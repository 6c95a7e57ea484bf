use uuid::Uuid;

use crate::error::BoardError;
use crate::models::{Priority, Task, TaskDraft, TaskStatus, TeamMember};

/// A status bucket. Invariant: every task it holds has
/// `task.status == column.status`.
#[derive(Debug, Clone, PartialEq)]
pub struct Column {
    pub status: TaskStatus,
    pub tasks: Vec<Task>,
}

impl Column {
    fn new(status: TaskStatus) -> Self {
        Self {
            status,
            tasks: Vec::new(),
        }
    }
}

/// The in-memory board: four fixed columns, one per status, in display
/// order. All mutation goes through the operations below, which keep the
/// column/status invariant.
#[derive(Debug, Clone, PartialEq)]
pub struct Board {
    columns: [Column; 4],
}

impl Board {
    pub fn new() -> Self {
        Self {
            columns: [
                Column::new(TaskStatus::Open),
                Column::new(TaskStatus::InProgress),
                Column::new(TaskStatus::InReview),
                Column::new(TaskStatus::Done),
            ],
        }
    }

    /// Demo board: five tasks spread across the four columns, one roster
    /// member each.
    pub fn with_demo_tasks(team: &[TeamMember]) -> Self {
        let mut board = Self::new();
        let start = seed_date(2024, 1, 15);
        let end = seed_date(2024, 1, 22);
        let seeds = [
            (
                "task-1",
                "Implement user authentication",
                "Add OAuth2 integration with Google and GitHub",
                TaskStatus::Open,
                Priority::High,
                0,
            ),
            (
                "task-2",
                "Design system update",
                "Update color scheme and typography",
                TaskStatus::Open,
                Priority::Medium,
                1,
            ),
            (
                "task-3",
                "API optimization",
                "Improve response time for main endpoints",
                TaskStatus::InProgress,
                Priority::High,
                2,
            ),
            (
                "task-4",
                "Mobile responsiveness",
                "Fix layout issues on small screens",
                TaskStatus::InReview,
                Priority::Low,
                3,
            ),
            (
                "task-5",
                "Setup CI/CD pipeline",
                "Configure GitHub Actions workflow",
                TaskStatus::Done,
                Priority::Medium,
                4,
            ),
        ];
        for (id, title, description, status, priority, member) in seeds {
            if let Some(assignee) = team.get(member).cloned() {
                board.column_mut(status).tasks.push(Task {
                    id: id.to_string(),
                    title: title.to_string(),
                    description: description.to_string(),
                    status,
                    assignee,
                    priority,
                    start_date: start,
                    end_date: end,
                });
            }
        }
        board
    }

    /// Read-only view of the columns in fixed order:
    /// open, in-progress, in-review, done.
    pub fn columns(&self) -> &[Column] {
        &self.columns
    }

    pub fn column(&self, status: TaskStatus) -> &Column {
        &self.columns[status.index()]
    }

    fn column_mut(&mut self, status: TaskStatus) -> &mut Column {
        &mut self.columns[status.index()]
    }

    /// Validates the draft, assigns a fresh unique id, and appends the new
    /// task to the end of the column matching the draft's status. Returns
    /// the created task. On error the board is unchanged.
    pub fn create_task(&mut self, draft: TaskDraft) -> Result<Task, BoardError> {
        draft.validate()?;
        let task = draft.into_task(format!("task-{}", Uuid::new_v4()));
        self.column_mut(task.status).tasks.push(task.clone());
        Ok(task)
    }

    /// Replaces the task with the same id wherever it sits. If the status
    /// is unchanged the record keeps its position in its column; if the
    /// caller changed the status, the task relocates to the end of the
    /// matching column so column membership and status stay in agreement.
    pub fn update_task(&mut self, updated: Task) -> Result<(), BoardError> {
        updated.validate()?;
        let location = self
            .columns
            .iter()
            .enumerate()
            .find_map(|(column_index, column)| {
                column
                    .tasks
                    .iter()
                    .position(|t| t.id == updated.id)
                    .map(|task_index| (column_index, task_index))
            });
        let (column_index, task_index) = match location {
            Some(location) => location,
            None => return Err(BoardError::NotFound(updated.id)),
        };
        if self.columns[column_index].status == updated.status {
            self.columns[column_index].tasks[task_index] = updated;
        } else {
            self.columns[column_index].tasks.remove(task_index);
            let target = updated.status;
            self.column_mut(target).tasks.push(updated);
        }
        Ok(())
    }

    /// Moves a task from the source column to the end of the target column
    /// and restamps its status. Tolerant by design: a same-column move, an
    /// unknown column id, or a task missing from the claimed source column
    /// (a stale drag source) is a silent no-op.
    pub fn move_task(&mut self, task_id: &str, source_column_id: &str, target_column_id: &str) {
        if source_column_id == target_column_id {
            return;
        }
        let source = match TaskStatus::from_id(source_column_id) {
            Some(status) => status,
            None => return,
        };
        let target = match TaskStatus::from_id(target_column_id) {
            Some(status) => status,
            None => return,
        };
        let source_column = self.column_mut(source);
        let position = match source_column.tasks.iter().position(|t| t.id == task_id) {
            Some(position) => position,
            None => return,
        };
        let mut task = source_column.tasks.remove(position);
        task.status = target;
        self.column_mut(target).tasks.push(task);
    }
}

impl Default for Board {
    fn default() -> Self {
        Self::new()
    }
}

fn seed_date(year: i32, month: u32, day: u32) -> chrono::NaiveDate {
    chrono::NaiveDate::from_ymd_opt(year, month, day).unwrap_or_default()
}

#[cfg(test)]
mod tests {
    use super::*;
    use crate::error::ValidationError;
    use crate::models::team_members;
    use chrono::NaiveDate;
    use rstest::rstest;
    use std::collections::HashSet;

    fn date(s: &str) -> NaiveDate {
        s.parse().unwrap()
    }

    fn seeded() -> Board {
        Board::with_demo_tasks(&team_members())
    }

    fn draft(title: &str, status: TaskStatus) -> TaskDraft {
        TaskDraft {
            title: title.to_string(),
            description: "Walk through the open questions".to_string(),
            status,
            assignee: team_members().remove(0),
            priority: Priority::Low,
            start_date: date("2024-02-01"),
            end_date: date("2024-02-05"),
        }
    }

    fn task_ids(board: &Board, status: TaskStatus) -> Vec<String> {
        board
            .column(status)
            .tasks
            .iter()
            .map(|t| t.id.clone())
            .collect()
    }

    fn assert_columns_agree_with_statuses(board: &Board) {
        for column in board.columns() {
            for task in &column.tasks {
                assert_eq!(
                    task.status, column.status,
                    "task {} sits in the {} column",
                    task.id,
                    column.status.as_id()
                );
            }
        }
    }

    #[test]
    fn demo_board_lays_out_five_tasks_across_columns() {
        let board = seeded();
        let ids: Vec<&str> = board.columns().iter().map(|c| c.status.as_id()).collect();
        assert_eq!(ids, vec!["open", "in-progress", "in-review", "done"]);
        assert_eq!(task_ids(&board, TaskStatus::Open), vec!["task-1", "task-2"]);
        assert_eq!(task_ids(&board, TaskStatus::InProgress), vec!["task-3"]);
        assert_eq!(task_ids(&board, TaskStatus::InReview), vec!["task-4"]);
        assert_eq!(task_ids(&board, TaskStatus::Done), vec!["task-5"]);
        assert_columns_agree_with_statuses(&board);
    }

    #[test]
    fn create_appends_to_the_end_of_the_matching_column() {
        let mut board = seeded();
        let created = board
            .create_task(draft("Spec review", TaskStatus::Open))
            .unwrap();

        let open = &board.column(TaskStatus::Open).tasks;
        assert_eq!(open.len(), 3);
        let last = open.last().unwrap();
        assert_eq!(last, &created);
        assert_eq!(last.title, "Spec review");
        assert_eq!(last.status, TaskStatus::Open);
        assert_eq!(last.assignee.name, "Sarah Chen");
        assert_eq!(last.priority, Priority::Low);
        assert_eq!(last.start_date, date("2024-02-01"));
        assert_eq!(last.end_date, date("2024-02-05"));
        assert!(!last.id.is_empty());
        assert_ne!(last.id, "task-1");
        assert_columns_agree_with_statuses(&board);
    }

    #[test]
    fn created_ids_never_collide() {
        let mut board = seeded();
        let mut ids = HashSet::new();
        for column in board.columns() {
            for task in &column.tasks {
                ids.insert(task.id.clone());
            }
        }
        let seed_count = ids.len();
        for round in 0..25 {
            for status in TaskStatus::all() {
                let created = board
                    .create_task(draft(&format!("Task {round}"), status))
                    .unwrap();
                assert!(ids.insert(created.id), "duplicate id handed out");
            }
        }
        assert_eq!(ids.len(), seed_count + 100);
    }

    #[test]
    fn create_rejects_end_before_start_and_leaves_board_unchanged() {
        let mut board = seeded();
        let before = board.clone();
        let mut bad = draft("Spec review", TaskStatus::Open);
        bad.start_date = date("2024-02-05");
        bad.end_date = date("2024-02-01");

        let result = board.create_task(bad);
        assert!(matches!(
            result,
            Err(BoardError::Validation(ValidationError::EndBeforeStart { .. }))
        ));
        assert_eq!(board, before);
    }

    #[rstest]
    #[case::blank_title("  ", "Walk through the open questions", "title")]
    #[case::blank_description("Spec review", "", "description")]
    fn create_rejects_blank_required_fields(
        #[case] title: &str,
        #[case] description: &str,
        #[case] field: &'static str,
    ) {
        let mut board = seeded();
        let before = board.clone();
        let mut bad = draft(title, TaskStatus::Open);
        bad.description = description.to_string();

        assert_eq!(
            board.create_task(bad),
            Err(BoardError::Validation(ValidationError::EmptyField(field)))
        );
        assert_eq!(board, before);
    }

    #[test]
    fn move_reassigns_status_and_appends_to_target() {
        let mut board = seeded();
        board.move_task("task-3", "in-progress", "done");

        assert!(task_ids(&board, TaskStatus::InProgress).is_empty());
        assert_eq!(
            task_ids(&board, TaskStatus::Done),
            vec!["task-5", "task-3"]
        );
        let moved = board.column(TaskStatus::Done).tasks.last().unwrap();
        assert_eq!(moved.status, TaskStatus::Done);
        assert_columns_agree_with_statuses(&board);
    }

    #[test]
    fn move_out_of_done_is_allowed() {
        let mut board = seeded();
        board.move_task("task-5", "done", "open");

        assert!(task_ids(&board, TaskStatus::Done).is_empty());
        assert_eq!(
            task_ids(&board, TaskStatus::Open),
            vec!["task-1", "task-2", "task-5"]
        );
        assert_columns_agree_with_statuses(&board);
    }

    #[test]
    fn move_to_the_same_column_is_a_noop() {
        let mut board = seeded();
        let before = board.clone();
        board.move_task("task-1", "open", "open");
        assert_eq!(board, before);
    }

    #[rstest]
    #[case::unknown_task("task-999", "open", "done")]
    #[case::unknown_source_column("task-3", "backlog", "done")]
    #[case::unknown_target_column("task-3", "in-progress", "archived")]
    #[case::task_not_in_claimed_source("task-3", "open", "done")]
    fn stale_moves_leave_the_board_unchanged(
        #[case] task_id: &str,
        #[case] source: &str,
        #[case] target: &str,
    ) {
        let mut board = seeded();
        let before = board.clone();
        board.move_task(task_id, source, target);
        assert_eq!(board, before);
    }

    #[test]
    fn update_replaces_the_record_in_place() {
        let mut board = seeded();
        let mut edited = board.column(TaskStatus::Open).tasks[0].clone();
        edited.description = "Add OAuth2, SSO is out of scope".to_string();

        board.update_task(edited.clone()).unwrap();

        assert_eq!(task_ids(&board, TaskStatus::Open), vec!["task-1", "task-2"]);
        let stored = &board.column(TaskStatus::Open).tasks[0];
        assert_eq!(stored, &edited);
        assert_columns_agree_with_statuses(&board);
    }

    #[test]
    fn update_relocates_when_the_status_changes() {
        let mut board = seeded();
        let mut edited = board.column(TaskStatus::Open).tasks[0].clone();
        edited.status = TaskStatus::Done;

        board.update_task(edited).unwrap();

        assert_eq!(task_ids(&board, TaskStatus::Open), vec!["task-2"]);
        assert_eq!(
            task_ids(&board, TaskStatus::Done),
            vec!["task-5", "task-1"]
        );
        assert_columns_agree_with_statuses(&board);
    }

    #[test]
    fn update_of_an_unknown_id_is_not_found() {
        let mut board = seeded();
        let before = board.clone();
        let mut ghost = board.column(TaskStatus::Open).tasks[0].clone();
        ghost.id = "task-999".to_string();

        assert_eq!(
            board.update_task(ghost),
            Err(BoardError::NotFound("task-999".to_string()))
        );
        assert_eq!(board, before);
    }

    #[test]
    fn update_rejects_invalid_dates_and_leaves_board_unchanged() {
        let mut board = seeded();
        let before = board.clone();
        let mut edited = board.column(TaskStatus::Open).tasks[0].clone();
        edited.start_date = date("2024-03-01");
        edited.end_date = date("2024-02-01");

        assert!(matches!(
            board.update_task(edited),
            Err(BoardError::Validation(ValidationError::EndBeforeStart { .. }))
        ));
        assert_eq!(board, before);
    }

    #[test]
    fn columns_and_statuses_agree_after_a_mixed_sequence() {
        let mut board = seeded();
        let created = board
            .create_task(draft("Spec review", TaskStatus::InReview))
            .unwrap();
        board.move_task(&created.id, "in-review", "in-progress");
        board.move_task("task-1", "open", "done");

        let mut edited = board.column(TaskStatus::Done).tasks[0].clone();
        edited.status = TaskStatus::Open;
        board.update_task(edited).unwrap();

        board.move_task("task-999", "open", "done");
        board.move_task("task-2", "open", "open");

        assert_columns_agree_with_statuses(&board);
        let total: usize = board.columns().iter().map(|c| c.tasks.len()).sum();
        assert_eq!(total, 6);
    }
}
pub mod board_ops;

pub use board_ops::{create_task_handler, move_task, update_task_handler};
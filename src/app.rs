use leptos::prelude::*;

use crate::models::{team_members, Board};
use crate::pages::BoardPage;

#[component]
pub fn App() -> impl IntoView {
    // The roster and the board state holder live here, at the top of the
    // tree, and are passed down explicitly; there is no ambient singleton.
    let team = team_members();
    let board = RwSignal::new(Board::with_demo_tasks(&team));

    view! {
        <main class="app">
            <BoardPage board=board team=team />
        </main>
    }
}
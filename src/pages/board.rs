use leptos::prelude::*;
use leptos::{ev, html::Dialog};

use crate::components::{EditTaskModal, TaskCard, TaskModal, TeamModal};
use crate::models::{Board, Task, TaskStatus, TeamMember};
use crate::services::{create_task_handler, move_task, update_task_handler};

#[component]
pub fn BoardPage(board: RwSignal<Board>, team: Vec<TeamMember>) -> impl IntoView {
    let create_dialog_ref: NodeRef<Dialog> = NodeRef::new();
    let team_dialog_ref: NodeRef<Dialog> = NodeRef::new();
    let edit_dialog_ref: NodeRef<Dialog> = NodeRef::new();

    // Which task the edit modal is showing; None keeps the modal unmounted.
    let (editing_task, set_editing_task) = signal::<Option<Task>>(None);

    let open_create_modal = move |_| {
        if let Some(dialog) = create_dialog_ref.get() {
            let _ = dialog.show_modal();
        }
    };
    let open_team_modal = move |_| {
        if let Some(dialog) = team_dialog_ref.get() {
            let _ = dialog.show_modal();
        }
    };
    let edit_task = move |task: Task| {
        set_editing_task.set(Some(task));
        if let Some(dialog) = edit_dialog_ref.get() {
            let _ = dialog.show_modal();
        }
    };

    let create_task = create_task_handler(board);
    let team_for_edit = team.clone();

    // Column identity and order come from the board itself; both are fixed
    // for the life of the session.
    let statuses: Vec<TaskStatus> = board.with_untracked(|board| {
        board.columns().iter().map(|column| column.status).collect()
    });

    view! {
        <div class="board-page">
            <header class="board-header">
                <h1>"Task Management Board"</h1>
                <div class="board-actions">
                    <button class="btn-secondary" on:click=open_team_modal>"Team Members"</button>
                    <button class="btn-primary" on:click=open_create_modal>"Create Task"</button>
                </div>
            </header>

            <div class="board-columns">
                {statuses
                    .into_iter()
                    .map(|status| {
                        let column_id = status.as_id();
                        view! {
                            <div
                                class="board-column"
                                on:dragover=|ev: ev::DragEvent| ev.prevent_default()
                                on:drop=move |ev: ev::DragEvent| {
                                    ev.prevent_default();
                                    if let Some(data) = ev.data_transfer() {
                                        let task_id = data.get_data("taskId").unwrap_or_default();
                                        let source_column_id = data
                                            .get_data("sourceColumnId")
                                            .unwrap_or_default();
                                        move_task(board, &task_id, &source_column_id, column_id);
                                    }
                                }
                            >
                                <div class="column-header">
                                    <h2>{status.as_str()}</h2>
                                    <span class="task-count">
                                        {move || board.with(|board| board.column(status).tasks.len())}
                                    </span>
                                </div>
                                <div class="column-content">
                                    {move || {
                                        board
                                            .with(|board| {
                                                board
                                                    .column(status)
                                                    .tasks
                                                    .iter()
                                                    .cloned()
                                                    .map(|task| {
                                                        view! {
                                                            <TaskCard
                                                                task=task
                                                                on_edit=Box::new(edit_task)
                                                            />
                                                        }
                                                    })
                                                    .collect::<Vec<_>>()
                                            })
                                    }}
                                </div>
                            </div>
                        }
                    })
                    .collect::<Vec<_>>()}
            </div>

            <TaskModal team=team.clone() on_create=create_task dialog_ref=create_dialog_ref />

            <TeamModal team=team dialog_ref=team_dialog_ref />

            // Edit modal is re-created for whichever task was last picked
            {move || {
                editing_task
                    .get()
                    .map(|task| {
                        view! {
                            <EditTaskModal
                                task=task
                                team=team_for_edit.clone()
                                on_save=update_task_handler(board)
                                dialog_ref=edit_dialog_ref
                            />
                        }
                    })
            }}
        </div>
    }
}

> **PROBLEM DESCRIPTION**:
The lines to copy run from the start of the records above through the line holding "pub struct Column"; give them exactly, both ends included, and nothing else.

> **SOLUTION BELOW**:
repository 6c95a7e57ea484bf
use uuid::Uuid;

use crate::error::BoardError;
use crate::models::{Priority, Task, TaskDraft, TaskStatus, TeamMember};

/// A status bucket. Invariant: every task it holds has
/// `task.status == column.status`.
#[derive(Debug, Clone, PartialEq)]
pub struct Column {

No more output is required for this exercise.